When O comes home and I have cooked a new dish, he always asks me if I have actually followed a recipe or just used it as inspiration. I don’t think that it is “just” to use a recipe as inspiration – it actually asks more of you as a cook than “just” following the recipe to a dot! It is funny, O doesn’t usually use recipes when he cooks, so I never know how to take his comment… I think he is just fascinated by the fact that I LOVE cook books but very rarely actually cook according to a recipe!
The other day I used a wonderful little cook book called “Fast Food. Quick and Easy Everyday Ideas for Cooks in a Hurry” to make my lunch, the book is very inspirational and has photos of every dish (important!). Needless to say I only used the recipe as inspiration, and this is my take on the “Stuffed chicken breast with tomato, goat’s cheese and asparagus” as I thought that stuffing the chicken breast would take too long:
Chicken with chèvre & tomato sauce
1 chicken breast per person
~150 grams of French chèvre (goat) cheese (sold in a roll)
½ cube of chicken stock
1 cup of water
2 tomatoes – skinned (boil them quickly to easier remove the skin) and diced
a handful of asparagus (either canned or fresh – if fresh, boil in lightly salted water until crispy, tender or however you prefer your asparagus)
tarragon, cayenne pepper, 1 bay leaf, salt and black pepper
Boil the rice as you usually do. Brown the chicken breast all around in a frying pan with olive oil. Season with salt, pepper and cayenne. Add the chicken stock cube, water, diced tomatoes, bay leaf, and some tarragon. Let it slowly boil under a lid and on low heat. When almost done, add the goat’s cheese and make sure that it melts into the sauce.
Serve with the rice and decorate with the asparagus on top.
Since it is Wednesday it is also time for a new etiquette poll: When do you arrive to a party?

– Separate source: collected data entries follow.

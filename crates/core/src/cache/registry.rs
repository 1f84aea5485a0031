//! Registry-wide operations: creating, enumerating, matching across and
//! deleting partitions.

use serde::{Deserialize, Serialize};
use tokio_rusqlite::params;

use super::connection::CacheDb;
use super::partition::Partition;
use crate::Error;
use crate::exchange::{StoredResponse, WorkerRequest};

/// Size of one partition.
#[derive(Debug, Clone, PartialEq, Eq, Serialize, Deserialize)]
pub struct PartitionStats {
    pub name: String,
    pub entries: u64,
    pub bytes: u64,
}

impl CacheDb {
    /// Handle to a partition, without creating it.
    pub fn partition(&self, name: &str) -> Partition {
        Partition::new(self.clone(), name)
    }

    /// Create the partition if missing and return its handle.
    pub async fn open_partition(&self, name: &str) -> Result<Partition, Error> {
        if name.is_empty() {
            return Err(Error::InvalidInput("partition name cannot be empty".into()));
        }

        let owned = name.to_string();
        let now = chrono::Utc::now().to_rfc3339();
        self.conn
            .call(move |conn| -> Result<(), Error> {
                conn.execute("INSERT OR IGNORE INTO partitions (name, created_at) VALUES (?1, ?2)", params![owned, now])?;
                Ok(())
            })
            .await
            .map_err(Error::from)?;

        Ok(self.partition(name))
    }

    /// Names of all existing partitions, in creation order.
    pub async fn partition_names(&self) -> Result<Vec<String>, Error> {
        self.conn
            .call(|conn| -> Result<Vec<String>, Error> {
                let mut stmt = conn.prepare("SELECT name FROM partitions ORDER BY created_at ASC, rowid ASC")?;
                let names = stmt.query_map([], |row| row.get(0))?.collect::<Result<Vec<String>, _>>()?;
                Ok(names)
            })
            .await
            .map_err(Error::from)
    }

    pub async fn has_partition(&self, name: &str) -> Result<bool, Error> {
        let name = name.to_string();
        self.conn
            .call(move |conn| -> Result<bool, Error> {
                let exists: bool =
                    conn.query_row("SELECT EXISTS(SELECT 1 FROM partitions WHERE name = ?1)", params![name], |row| {
                        row.get(0)
                    })?;
                Ok(exists)
            })
            .await
            .map_err(Error::from)
    }

    /// Delete a partition and every entry in it.
    ///
    /// Returns whether the partition existed.
    pub async fn delete_partition(&self, name: &str) -> Result<bool, Error> {
        let name = name.to_string();
        self.conn
            .call(move |conn| -> Result<bool, Error> {
                let count = conn.execute("DELETE FROM partitions WHERE name = ?1", params![name])?;
                Ok(count > 0)
            })
            .await
            .map_err(Error::from)
    }

    /// Look a request up across several partitions, returning the first hit.
    pub async fn match_in(&self, names: &[&str], request: &WorkerRequest) -> Result<Option<StoredResponse>, Error> {
        for name in names {
            if let Some(response) = self.partition(name).match_request(request).await? {
                tracing::debug!(partition = %name, url = %request.url, "cache hit");
                return Ok(Some(response));
            }
        }

        tracing::debug!(url = %request.url, "cache miss");
        Ok(None)
    }

    /// Entry count and stored body bytes for every partition.
    pub async fn partition_stats(&self) -> Result<Vec<PartitionStats>, Error> {
        self.conn
            .call(|conn| -> Result<Vec<PartitionStats>, Error> {
                let mut stmt = conn.prepare(
                    "SELECT p.name, COUNT(e.key_hash), COALESCE(SUM(LENGTH(e.body)), 0)
                    FROM partitions p LEFT JOIN entries e ON e.partition = p.name
                    GROUP BY p.name
                    ORDER BY p.created_at ASC, p.rowid ASC",
                )?;

                let stats = stmt
                    .query_map([], |row| {
                        Ok(PartitionStats {
                            name: row.get(0)?,
                            entries: row.get::<_, i64>(1)? as u64,
                            bytes: row.get::<_, i64>(2)? as u64,
                        })
                    })?
                    .collect::<Result<Vec<_>, _>>()?;

                Ok(stats)
            })
            .await
            .map_err(Error::from)
    }

    /// Total stored body bytes across all partitions.
    pub async fn total_size(&self) -> Result<u64, Error> {
        Ok(self.partition_stats().await?.iter().map(|s| s.bytes).sum())
    }
}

Of course this might depend on what kind of party it is – a dinner party or a so-called cocktail party where people mingle randomly… But think in general, when do you aim to arrive?
Maybe a very simple question if you live in Sweden for example and you know the social rules, but we have troubles in Puerto Rico. For example, we were invited to one of my French friend’s for a birthday party and I thought, she’s European so we shouldn’t arrive too late but O warned me that we would be the first ones to arrive – which we were, 30 minutes after the invited time. What I had forgotten to take into account was that all the other guests were Puerto Rican, as well as the hostess’ boyfriend, who was still in the shower when we arrived! Opps!

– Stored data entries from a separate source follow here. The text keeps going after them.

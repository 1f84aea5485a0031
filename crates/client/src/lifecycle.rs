//! Worker lifecycle: install (precache) and activate (purge stale
//! partitions), driven by an explicit state machine.
//!
//! ```text
//! Unregistered --install--> Installing --ok--> Installed --activate--> Activating --ok--> Activated
//!       ^                       |                  ^                        |
//!       +--------failed---------+                  +---------failed---------+
//! ```

use futures_util::future::try_join_all;
use serde::Serialize;
use url::Url;

use rinkorea_core::{CacheDb, CacheNames, Destination, Error, PartitionKind, WorkerRequest};

use crate::fetch::Network;

#[derive(Debug, Clone, Copy, PartialEq, Eq, Serialize)]
#[serde(rename_all = "lowercase")]
pub enum LifecycleState {
    Unregistered,
    Installing,
    /// Installed and waiting to activate.
    Installed,
    Activating,
    Activated,
}

#[derive(Debug, Clone, Copy, PartialEq, Eq)]
pub enum LifecycleEvent {
    Install,
    InstallSucceeded,
    InstallFailed,
    Activate,
    ActivateSucceeded,
    ActivateFailed,
}

impl LifecycleState {
    pub fn as_str(&self) -> &'static str {
        match self {
            LifecycleState::Unregistered => "unregistered",
            LifecycleState::Installing => "installing",
            LifecycleState::Installed => "installed",
            LifecycleState::Activating => "activating",
            LifecycleState::Activated => "activated",
        }
    }

    /// Apply a lifecycle event.
    ///
    /// # Errors
    ///
    /// Returns `Error::InvalidTransition` for events the state doesn't accept.
    pub fn on(self, event: LifecycleEvent) -> Result<Self, Error> {
        use LifecycleEvent as E;
        use LifecycleState as S;

        match (self, event) {
            (S::Unregistered, E::Install) => Ok(S::Installing),
            (S::Installing, E::InstallSucceeded) => Ok(S::Installed),
            (S::Installing, E::InstallFailed) => Ok(S::Unregistered),
            (S::Installed, E::Activate) => Ok(S::Activating),
            (S::Activating, E::ActivateSucceeded) => Ok(S::Activated),
            (S::Activating, E::ActivateFailed) => Ok(S::Installed),
            (state, event) => {
                Err(Error::InvalidTransition { state: state.as_str().into(), event: format!("{event:?}").to_lowercase() })
            }
        }
    }
}

impl std::fmt::Display for LifecycleState {
    fn fmt(&self, f: &mut std::fmt::Formatter<'_>) -> std::fmt::Result {
        f.write_str(self.as_str())
    }
}

#[derive(Debug, Clone, PartialEq, Eq, Serialize)]
pub struct InstallReport {
    pub partition: String,
    pub cached: Vec<String>,
}

#[derive(Debug, Clone, PartialEq, Eq, Serialize)]
pub struct ActivateReport {
    pub deleted: Vec<String>,
}

/// Precache `manifest` into the static partition.
///
/// All manifest entries are fetched concurrently. A transport failure or a
/// non-2xx status on any of them fails the install and nothing is written.
pub async fn install(
    db: &CacheDb, network: &dyn Network, names: &CacheNames, manifest: &[Url],
) -> Result<InstallReport, Error> {
    let partition = db.open_partition(names.name(PartitionKind::Static)).await?;
    tracing::info!(partition = partition.name(), assets = manifest.len(), "precaching assets");

    let fetches = manifest.iter().map(|url| async move {
        let request = WorkerRequest::get(url.clone()).with_destination(Destination::Empty);
        let response = network
            .fetch(&request)
            .await
            .map_err(|e| Error::InstallFailed(format!("{url}: {e}")))?;

        if !response.is_success() {
            return Err(Error::InstallFailed(format!("{url}: status {}", response.status.as_u16())));
        }

        Ok((request, response))
    });

    let entries = try_join_all(fetches).await?;
    partition.put_all(&entries).await?;

    Ok(InstallReport {
        partition: partition.name().to_string(),
        cached: entries.iter().map(|(request, _)| request.cache_url()).collect(),
    })
}

/// Delete every partition whose name is not in `current`.
pub async fn purge_stale(db: &CacheDb, current: &[&str]) -> Result<ActivateReport, Error> {
    let mut deleted = Vec::new();

    for name in db.partition_names().await? {
        if current.contains(&name.as_str()) {
            continue;
        }

        tracing::info!(partition = %name, "deleting stale partition");
        if db.delete_partition(&name).await? {
            deleted.push(name);
        }
    }

    Ok(ActivateReport { deleted })
}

So last week when we were invited to my Spanish teacher’s parents’ home for Thanksgiving, I asked him when we were expected to arrive – like if he said 2 o’clock, did that mean 3.30? He laughed and checked with sister and then told me that we could come around 2-2.30. Great! Except that I was going with two Spaniards, and even though O is quite disciplined nowadays, the B-I-L No 3 does live in Spain… so we were not at the party until 3.15. Oh well, it is Puerto Rico after all and not the end of the world if you arrive late 😉
By the way, my first encounter with Spanish tardiness was when I studied in Italy with a Spaniard (from Zaragoza, just like O!) who would always arrive late to our lectures with the words “Spanish people hate to be late” – completely confusing, so why are you late if you hate it so much?? I later on lived in Geneva at the same time as my friend from Zaragoza, and among the more punctual friends we decided to always give him an earlier meeting time than the rest. So, let’s say that we were meeting at 20.00, but then we would tell Spanish R that it was at 19.30… He still always managed to arrive after everybody else!!
*) I have already published a recipe inspired by that cookbook – “The best pasta sauce ever“…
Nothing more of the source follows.